Everyone who calls on the name of the Lord shall be saved, for I am persuaded that neither death nor life nor angels nor principalities nor powers, things present, things to come, height or depth or anything else in all creation can separate us from the love of God that is in Christ Jesus our Lord." It's just climactic. It just keeps culminating. I'm pouring on the grace of God.
So that my people will hear from Gentiles who have received it, peace and pardon and deep profound joy even in a broken and fallen world. Do you recognize that? That God's intention for you in place of work, whether it's difficult or pleasant, in school, whether you're at home with family that are easy or difficult, that God's intention for you in having that deep and profound peace that passes understanding, that joy that will not stop is to make other people jealous for Jesus.
To see that peace, that joy, that confidence in God's providential hand even in difficult circumstances so that they want to say, "I need what you got.
Whatever you got, I need some of that."
And that jealousy is the gospel at work through us for the sake of others. It's how we are reaching for them even as we were reached by our Savior.
How does it work? I could not help but think about it a few weeks ago watching Kelly Clark, the Olympic snowboarder. She won her first snowboard gold medal in 2002. She was only 18 years old.
And at the pinnacle of what human success would be, she had a gold medal, she had fame, she had recognition, she had the television spots that would make her financially well off for life. Had everything.
But was smart enough to know that being at that pinnacle of success at only 18 meant it was going to be very hard for the rest of life to live at that pinnacle. It began to worry her. It began to actually drive her toward depression until in a later competition after the 2002 Olympics, she watched another snowboarder wipe out and then have a friend say to the one who had just done so badly, "It's okay.
God still loves you."
Now, I know we almost say, "Well, anybody say that."
But Kelly Clark's heart was just in a position to hear the significance of those words. You could wipe out. You could have this terrible crash. Life could have gone badly. And God still loves you.
She said after the competition, she went to her hotel room to find a Bible to find out if that's really what the Bible says, that you could wipe out totally in life and God would still love you. There was no Bible in the hotel room. I don't know. The Gideons weren't working that day or what.
And so she went to the competitor who had crashed and burned and said, "I think you may be a Christian and you need to tell me about God."
Now five Olympics later, Kelly Clark continues to be motivated even though she's 34, the old lady of the sport.
She still goes, still competes.
To make other people jealous for the gospel.
Her snowboard now has a sticker every time, "Jesus, I cannot hide my love."
And she doesn't want to hide it. Does it make any difference?
Some of you may know the one who won the snowboarding this Olympic was Chloe Kim at age 17.
But when she talked about her relationship with Kelly Clark, it was phenomenal of saying what had been experienced. What had Kelly done? When Chloe Kim had the gold medal, she grabbed the sleeve of Kelly Clark and drew her near. She said, "I really, really look up to Kelly.
She's always giving me advice. She's helping me with tricks."

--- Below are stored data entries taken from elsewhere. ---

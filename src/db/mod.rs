// SPDX-License-Identifier: MIT
// Copyright 2026 Roland Dreier <roland@rolandd.dev>

//! Database layer.
//!
//! [`Store`] is the only persistence handle components see. It is passed into
//! each service at construction and dispatches to Firestore in production or
//! to the in-memory backend for local runs and tests.

pub mod firestore;
pub mod memory;

pub use firestore::FirestoreStore;
pub use memory::MemoryStore;

use crate::config::{Config, StoreBackend};
use crate::error::AppError;
use crate::models::{AlarmDocument, UserCredential};

/// Collection names as constants.
pub mod collections {
    /// Google credentials, keyed by email
    pub const USERS: &str = "users";
    /// Alarm settings, keyed by alarm id
    pub const ALARMS: &str = "alarms";
}

/// Document store handle (cheap to clone).
#[derive(Clone)]
pub enum Store {
    Firestore(FirestoreStore),
    Memory(MemoryStore),
}

impl Store {
    /// Connect to the backend selected in `config`.
    pub async fn connect(config: &Config) -> Result<Self, AppError> {
        match config.store_backend {
            StoreBackend::Firestore => Ok(Store::Firestore(
                FirestoreStore::new(&config.gcp_project_id, &config.firestore_database).await?,
            )),
            StoreBackend::Memory => {
                tracing::warn!("Using in-memory store; data is lost on restart");
                Ok(Store::Memory(MemoryStore::new()))
            }
        }
    }

    // ─── Credential Operations ───────────────────────────────────

    /// Look up the credential document for an email.
    pub async fn get_credential(&self, email: &str) -> Result<Option<UserCredential>, AppError> {
        match self {
            Store::Firestore(db) => db.get_credential(email).await,
            Store::Memory(db) => Ok(db.get_credential(email)),
        }
    }

    /// Create or fully replace the credential document for `credential.email`.
    pub async fn upsert_credential(&self, credential: &UserCredential) -> Result<(), AppError> {
        match self {
            Store::Firestore(db) => db.upsert_credential(credential).await,
            Store::Memory(db) => {
                db.upsert_credential(credential);
                Ok(())
            }
        }
    }

    /// Overwrite only `google_tokens.access_token`, leaving every other field alone.
    pub async fn set_access_token(&self, email: &str, access_token: &str) -> Result<(), AppError> {
        match self {
            Store::Firestore(db) => db.set_access_token(email, access_token).await,
            Store::Memory(db) => db.set_access_token(email, access_token),
        }
    }

    // ─── Alarm Operations ────────────────────────────────────────

    /// Find the alarm a user has set on an event, if any.
    pub async fn find_alarm_for_event(
        &self,
        email: &str,
        event_id: &str,
    ) -> Result<Option<AlarmDocument>, AppError> {
        match self {
            Store::Firestore(db) => db.find_alarm_for_event(email, event_id).await,
            Store::Memory(db) => Ok(db.find_alarm_for_event(email, event_id)),
        }
    }

    /// Write an alarm document under its own id, replacing any previous content.
    pub async fn put_alarm(&self, alarm: &AlarmDocument) -> Result<(), AppError> {
        match self {
            Store::Firestore(db) => db.put_alarm(alarm).await,
            Store::Memory(db) => {
                db.put_alarm(alarm);
                Ok(())
            }
        }
    }

    /// All alarms owned by `email`, in store order.
    pub async fn list_alarms(&self, email: &str) -> Result<Vec<AlarmDocument>, AppError> {
        match self {
            Store::Firestore(db) => db.list_alarms(email).await,
            Store::Memory(db) => Ok(db.list_alarms(email)),
        }
    }

    /// Delete the alarm with `id` if it belongs to `email`.
    ///
    /// Returns whether a document was deleted.
    pub async fn delete_alarm(&self, id: &str, email: &str) -> Result<bool, AppError> {
        match self {
            Store::Firestore(db) => db.delete_alarm(id, email).await,
            Store::Memory(db) => Ok(db.delete_alarm(id, email)),
        }
    }
}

The tricks on the slope, which you recognize means that she got better than the one who was teaching her and was still in the competition. It was Kelly living for the good of Chloe. And the evidence is when the interviews got tough on the 17-year-old, the 17-year-old said it was actually Kelly who said to me, "If the questions get difficult, I'll help you just pass them to me."
What was Kelly Clark doing?
I am here living for another.
I want you to know peace. I want you to know joy. I want you to know that if you can't handle things, I'm here for you. And the reason I'm here for you is somebody has been here for me. And that is the Lord Jesus. And I trust Him regardless of what comes. He is my vision. He is the one, regardless of difficulty, whether I'm rich, whether I'm poor, whether things go well, then I'll go well.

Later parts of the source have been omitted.